ALIFE LIST: Artificial Life Research List Number 26 Monday, June 25th 1990

ARTIFICIAL LIFE RESEARCH ELECTRONIC MAILING LIST
Maintained by the Indiana University Artificial Life Research Group

Contents:

AL Turing test
Any RA/PhD places available?

----------------------------------------------------------------------

Date: Wed, 20 Jun 90 22:03:24 -0400
From: Jordan B Pollack <pollack@cis.ohio-state.edu>
Subject: AL Turing test

As I slowly consider doing a bit of work relevant to Artificial Life,
Ive been thinking about the research slogan that life comes before
intelligence, so AL will work before AI.

There have historically been lots of "missing piece" arguments against
the possibility of an intelligent computer program (missing spirit,
missing common sense, missing soul, missing organic chemistry, missing
intentionality, missing emotions), and the normal response is drawn
from the universal simulation ability of general-purpose computation:
If you can describe it, we can simulate it.

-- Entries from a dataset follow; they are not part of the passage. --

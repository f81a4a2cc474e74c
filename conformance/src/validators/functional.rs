//! OWL 2 functional-syntax validator.
//!
//! Re-reads `rorio.ofn` with a small tokenizer and expression parser, then
//! checks that the document has exactly one `Ontology(..)` block, that every
//! abbreviated IRI uses a declared prefix, and that every axiom has the shape
//! the generator emits. The per-kind axiom counts are returned for the
//! cross-format comparison in [`super::rdf`].

use std::collections::BTreeSet;
use std::path::Path;

use anyhow::{Context, Result};
use thiserror::Error;

use crate::report::{CheckResult, ConformanceReport};

/// File name of the primary artifact.
pub const FILE: &str = "rorio.ofn";

const VALIDATOR: &str = "artifact/functional";

/// A syntax error, with the 1-based line it was found on.
#[derive(Debug, Clone, PartialEq, Eq, Error)]
#[error("line {line}: {message}")]
pub struct SyntaxError {
    /// Line number.
    pub line: usize,
    /// What is wrong.
    pub message: String,
}

/// Counts gathered from a functional-syntax document.
#[derive(Debug, Clone, Default, PartialEq, Eq)]
pub struct FunctionalSummary {
    /// The ontology IRI.
    pub ontology_iri: String,
    /// `Prefix(..)` bindings.
    pub prefixes: usize,
    /// Header `Annotation(..)`s.
    pub header_annotations: usize,
    /// The `owl:versionInfo` header value, if present.
    pub version_info: Option<String>,
    /// `Declaration(NamedIndividual(..))`.
    pub named_individuals: usize,
    /// Declarations of classes and properties.
    pub other_declarations: usize,
    /// `ClassAssertion(..)`.
    pub class_assertions: usize,
    /// `ObjectPropertyAssertion(..)`.
    pub object_property_assertions: usize,
    /// `AnnotationAssertion(..)`.
    pub annotation_assertions: usize,
}

impl FunctionalSummary {
    /// Number of axioms inside the ontology block, header excluded.
    #[must_use]
    pub fn axioms(&self) -> usize {
        self.named_individuals
            + self.other_declarations
            + self.class_assertions
            + self.object_property_assertions
            + self.annotation_assertions
    }
}

#[derive(Debug, Clone, PartialEq, Eq)]
enum Token {
    Open,
    Close,
    Name(String),
    Iri(String),
    Literal(String),
}

#[derive(Debug, Clone, PartialEq, Eq)]
enum Expr {
    Atom { token: Token, line: usize },
    Call { name: String, args: Vec<Expr>, line: usize },
}

impl Expr {
    fn line(&self) -> usize {
        match self {
            Expr::Atom { line, .. } | Expr::Call { line, .. } => *line,
        }
    }
}

fn error(line: usize, message: impl Into<String>) -> SyntaxError {
    SyntaxError {
        line,
        message: message.into(),
    }
}

fn tokenize(text: &str) -> Result<Vec<(usize, Token)>, SyntaxError> {
    let mut tokens = Vec::new();
    let mut line = 1;
    let mut chars = text.chars().peekable();
    while let Some(c) = chars.next() {
        match c {
            '\n' => line += 1,
            c if c.is_whitespace() => {}
            '(' => tokens.push((line, Token::Open)),
            ')' => tokens.push((line, Token::Close)),
            '<' => {
                let start = line;
                let mut iri = String::new();
                loop {
                    match chars.next() {
                        Some('>') => break,
                        Some(c) if c.is_whitespace() => {
                            return Err(error(line, "whitespace inside IRI"))
                        }
                        Some(c) => iri.push(c),
                        None => return Err(error(start, "unterminated IRI")),
                    }
                }
                tokens.push((start, Token::Iri(iri)));
            }
            '"' => {
                let start = line;
                let mut literal = String::new();
                loop {
                    match chars.next() {
                        Some('"') => break,
                        Some('\\') => match chars.next() {
                            Some(c @ ('"' | '\\')) => literal.push(c),
                            Some(c) => return Err(error(line, format!("invalid escape \\{c}"))),
                            None => return Err(error(start, "unterminated literal")),
                        },
                        Some(c) => {
                            if c == '\n' {
                                line += 1;
                            }
                            literal.push(c);
                        }
                        None => return Err(error(start, "unterminated literal")),
                    }
                }
                tokens.push((start, Token::Literal(literal)));
            }
            c => {
                let mut name = String::from(c);
                while let Some(&next) = chars.peek() {
                    if next.is_whitespace() || matches!(next, '(' | ')' | '<' | '"') {
                        break;
                    }
                    name.push(next);
                    chars.next();
                }
                tokens.push((line, Token::Name(name)));
            }
        }
    }
    Ok(tokens)
}

struct Parser {
    tokens: Vec<(usize, Token)>,
    pos: usize,
}

impl Parser {
    fn peek(&self) -> Option<&(usize, Token)> {
        self.tokens.get(self.pos)
    }

    // Parses expressions until a closing parenthesis (left unconsumed) or
    // the end of input.
    fn exprs(&mut self) -> Result<Vec<Expr>, SyntaxError> {
        let mut out = Vec::new();
        while let Some((line, token)) = self.peek().cloned() {
            match token {
                Token::Close => break,
                Token::Open => return Err(error(line, "parenthesis without a name")),
                Token::Name(name) if matches!(self.tokens.get(self.pos + 1), Some((_, Token::Open))) => {
                    self.pos += 2;
                    let args = self.exprs()?;
                    match self.peek() {
                        Some((_, Token::Close)) => self.pos += 1,
                        _ => return Err(error(line, format!("unclosed {name}("))),
                    }
                    out.push(Expr::Call { name, args, line });
                }
                token => {
                    self.pos += 1;
                    out.push(Expr::Atom { token, line });
                }
            }
        }
        Ok(out)
    }
}

fn parse(text: &str) -> Result<Vec<Expr>, SyntaxError> {
    let mut parser = Parser {
        tokens: tokenize(text)?,
        pos: 0,
    };
    let exprs = parser.exprs()?;
    if let Some((line, _)) = parser.peek() {
        return Err(error(*line, "unbalanced closing parenthesis"));
    }
    Ok(exprs)
}

/// Parses a functional-syntax document and counts its axioms.
///
/// # Errors
///
/// Returns [`SyntaxError`] if the text is not a single well-formed ontology
/// document of the shape the generator writes.
pub fn summarize(text: &str) -> Result<FunctionalSummary, SyntaxError> {
    let mut summary = FunctionalSummary::default();
    let mut prefixes = BTreeSet::new();
    let mut ontology = None;

    for expr in parse(text)? {
        match expr {
            Expr::Call { name, args, line } if name == "Prefix" => match args.as_slice() {
                [Expr::Atom {
                    token: Token::Name(binding),
                    ..
                }, Expr::Atom {
                    token: Token::Iri(_),
                    ..
                }] => {
                    let prefix = binding
                        .strip_suffix(":=")
                        .ok_or_else(|| error(line, format!("malformed prefix binding {binding}")))?;
                    prefixes.insert(prefix.to_owned());
                    summary.prefixes += 1;
                }
                _ => return Err(error(line, "malformed Prefix(..)")),
            },
            Expr::Call { name, args, line } if name == "Ontology" => {
                if ontology.is_some() {
                    return Err(error(line, "second Ontology(..) block"));
                }
                ontology = Some(args);
            }
            other => return Err(error(other.line(), "expected Prefix(..) or Ontology(..)")),
        }
    }

    let body = ontology.ok_or_else(|| error(1, "no Ontology(..) block"))?;
    let mut body = body.into_iter();
    match body.next() {
        Some(Expr::Atom {
            token: Token::Iri(iri),
            ..
        }) => summary.ontology_iri = iri,
        _ => return Err(error(1, "Ontology(..) does not start with an IRI")),
    }
    for expr in body {
        count_axiom(&expr, &prefixes, &mut summary)?;
    }
    Ok(summary)
}

fn count_axiom(
    expr: &Expr,
    prefixes: &BTreeSet<String>,
    summary: &mut FunctionalSummary,
) -> Result<(), SyntaxError> {
    let Expr::Call { name, args, line } = expr else {
        return Err(error(expr.line(), "expected an axiom"));
    };
    let line = *line;
    match (name.as_str(), args.as_slice()) {
        ("Annotation", [property, value]) => {
            let property = entity(property, prefixes)?;
            value_of(value, prefixes)?;
            summary.header_annotations += 1;
            if property == "owl:versionInfo" {
                if let Expr::Atom {
                    token: Token::Literal(v),
                    ..
                } = value
                {
                    summary.version_info = Some(v.clone());
                }
            }
        }
        ("Declaration", [Expr::Call { name: kind, args, .. }]) => {
            let [declared] = args.as_slice() else {
                return Err(error(line, "declaration of more than one entity"));
            };
            entity(declared, prefixes)?;
            match kind.as_str() {
                "NamedIndividual" => summary.named_individuals += 1,
                "Class" | "ObjectProperty" | "AnnotationProperty" => summary.other_declarations += 1,
                other => return Err(error(line, format!("unexpected entity kind {other}"))),
            }
        }
        ("ClassAssertion", [class, individual]) => {
            entity(class, prefixes)?;
            entity(individual, prefixes)?;
            summary.class_assertions += 1;
        }
        ("ObjectPropertyAssertion", [property, subject, object]) => {
            for e in [property, subject, object] {
                entity(e, prefixes)?;
            }
            summary.object_property_assertions += 1;
        }
        ("AnnotationAssertion", [property, subject, value]) => {
            entity(property, prefixes)?;
            entity(subject, prefixes)?;
            value_of(value, prefixes)?;
            summary.annotation_assertions += 1;
        }
        (other, args) => {
            return Err(error(
                line,
                format!("unexpected {other}(..) with {} arguments", args.len()),
            ))
        }
    }
    Ok(())
}

// Returns the entity as written: `prefix:local` or the full IRI.
fn entity<'a>(expr: &'a Expr, prefixes: &BTreeSet<String>) -> Result<&'a str, SyntaxError> {
    match expr {
        Expr::Atom {
            token: Token::Iri(iri),
            ..
        } => Ok(iri.as_str()),
        Expr::Atom {
            token: Token::Name(name),
            line,
        } => match name.split_once(':') {
            Some((prefix, local)) if prefixes.contains(prefix) && !local.is_empty() => {
                Ok(name.as_str())
            }
            _ => Err(error(*line, format!("undeclared prefix in {name}"))),
        },
        other => Err(error(other.line(), "expected an IRI")),
    }
}

fn value_of(expr: &Expr, prefixes: &BTreeSet<String>) -> Result<(), SyntaxError> {
    match expr {
        Expr::Atom {
            token: Token::Literal(_),
            ..
        } => Ok(()),
        other => entity(other, prefixes).map(drop),
    }
}

/// Checks `rorio.ofn` in `artifacts` and returns its summary when it parses.
///
/// # Errors
///
/// Returns an error if the file exists but cannot be read.
pub fn inspect(artifacts: &Path) -> Result<(ConformanceReport, Option<FunctionalSummary>)> {
    let mut report = ConformanceReport::new();
    let path = artifacts.join(FILE);
    if !path.exists() {
        report.push(CheckResult::fail(VALIDATOR, format!("{FILE} not found")));
        return Ok((report, None));
    }
    let text = std::fs::read_to_string(&path)
        .with_context(|| format!("Failed to read {}", path.display()))?;

    let summary = match summarize(&text) {
        Ok(summary) => summary,
        Err(e) => {
            report.push(CheckResult::fail_with_details(
                VALIDATOR,
                format!("{FILE} does not parse"),
                vec![e.to_string()],
            ));
            return Ok((report, None));
        }
    };
    report.push(CheckResult::pass(
        VALIDATOR,
        format!(
            "{FILE} parses: {} prefixes, {} axioms, {} named individuals",
            summary.prefixes,
            summary.axioms(),
            summary.named_individuals
        ),
    ));

    match &summary.version_info {
        Some(version) => report.push(CheckResult::pass(
            VALIDATOR,
            format!("ontology header carries version {version}"),
        )),
        None => report.push(CheckResult::fail(
            VALIDATOR,
            "ontology header has no owl:versionInfo",
        )),
    }
    if summary.class_assertions > summary.named_individuals {
        report.push(CheckResult::fail(
            VALIDATOR,
            format!(
                "{} class assertions for {} declared individuals",
                summary.class_assertions, summary.named_individuals
            ),
        ));
    }
    Ok((report, Some(summary)))
}

#[cfg(test)]
#[allow(clippy::expect_used)]
mod tests {
    use super::*;

    const DOC: &str = r#"Prefix(rdfs:=<http://www.w3.org/2000/01/rdf-schema#>)
Prefix(owl:=<http://www.w3.org/2002/07/owl#>)
Prefix(ror:=<https://ror.org/>)
Prefix(OBI:=<http://purl.obolibrary.org/obo/OBI_>)

Ontology(<https://w3id.org/rorio/rorio.owl>
Annotation(owl:versionInfo "v1")

Declaration(Class(OBI:0000245))
Declaration(NamedIndividual(ror:0abc1def2))
AnnotationAssertion(rdfs:label ror:0abc1def2 "Say \"hi\" (\\o/)")
ClassAssertion(OBI:0000245 ror:0abc1def2)
AnnotationAssertion(rdfs:seeAlso ror:0abc1def2 <https://ror.org/a/b>)
)
"#;

    #[test]
    fn counts_axioms_by_kind() {
        let summary = summarize(DOC).expect("parses");
        assert_eq!(summary.ontology_iri, "https://w3id.org/rorio/rorio.owl");
        assert_eq!(summary.prefixes, 4);
        assert_eq!(summary.version_info.as_deref(), Some("v1"));
        assert_eq!(summary.named_individuals, 1);
        assert_eq!(summary.other_declarations, 1);
        assert_eq!(summary.class_assertions, 1);
        assert_eq!(summary.annotation_assertions, 2);
        assert_eq!(summary.axioms(), 5);
    }

    #[test]
    fn literal_escapes_are_decoded() {
        let tokens = tokenize(r#""a \"b\" \\c""#).expect("tokenizes");
        assert_eq!(tokens, vec![(1, Token::Literal(r#"a "b" \c"#.to_owned()))]);
    }

    #[test]
    fn rejects_undeclared_prefix() {
        let doc = DOC.replace("ClassAssertion(OBI:0000245", "ClassAssertion(ENVO:00000856");
        let err = summarize(&doc).expect_err("ENVO is not bound");
        assert_eq!(err.line, 12);
    }

    #[test]
    fn rejects_unbalanced_parentheses() {
        let err = summarize(&DOC.replace(")\n", "\n")).expect_err("unclosed");
        assert!(err.message.contains("unclosed"), "{err}");
        assert!(summarize(&format!("{DOC})")).is_err());
    }

    #[test]
    fn rejects_unterminated_literal() {
        let err = summarize("Ontology(<https://w3id.org/o>\nAnnotation(owl:versionInfo \"v1)\n)")
            .expect_err("unterminated");
        assert_eq!(err, error(2, "unterminated literal"));
    }
}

If "life" is to be the new missing piece,

1) is it just a new kind of software organization?
2) is it something that emerges from an organization of PHYSICAL moving
parts? (i.e. a hardware dependency).

If 1) then (as an approach to AI) AL may be just another
implementation strategy, but if 2) then why would software simulation
be the modus operandi?

I'd seriously consider that there is some "force of life" functional
element missing from all known general purpose computers, which, if
discovered, would make operating systems difficult to crash, chess
programs to want to play checkers, and cause the flowering of
machine-learning to vistas of incredible algorithmic complexity. But I
do not know what it is or how to tell when its there! I'd even
consider that life will require some sort of non-computable hardware
substrate. Say, a dynamically changing physical structure whose
functional properties emerged from the Universe; simulating that would
first require a perfect software model of physical law.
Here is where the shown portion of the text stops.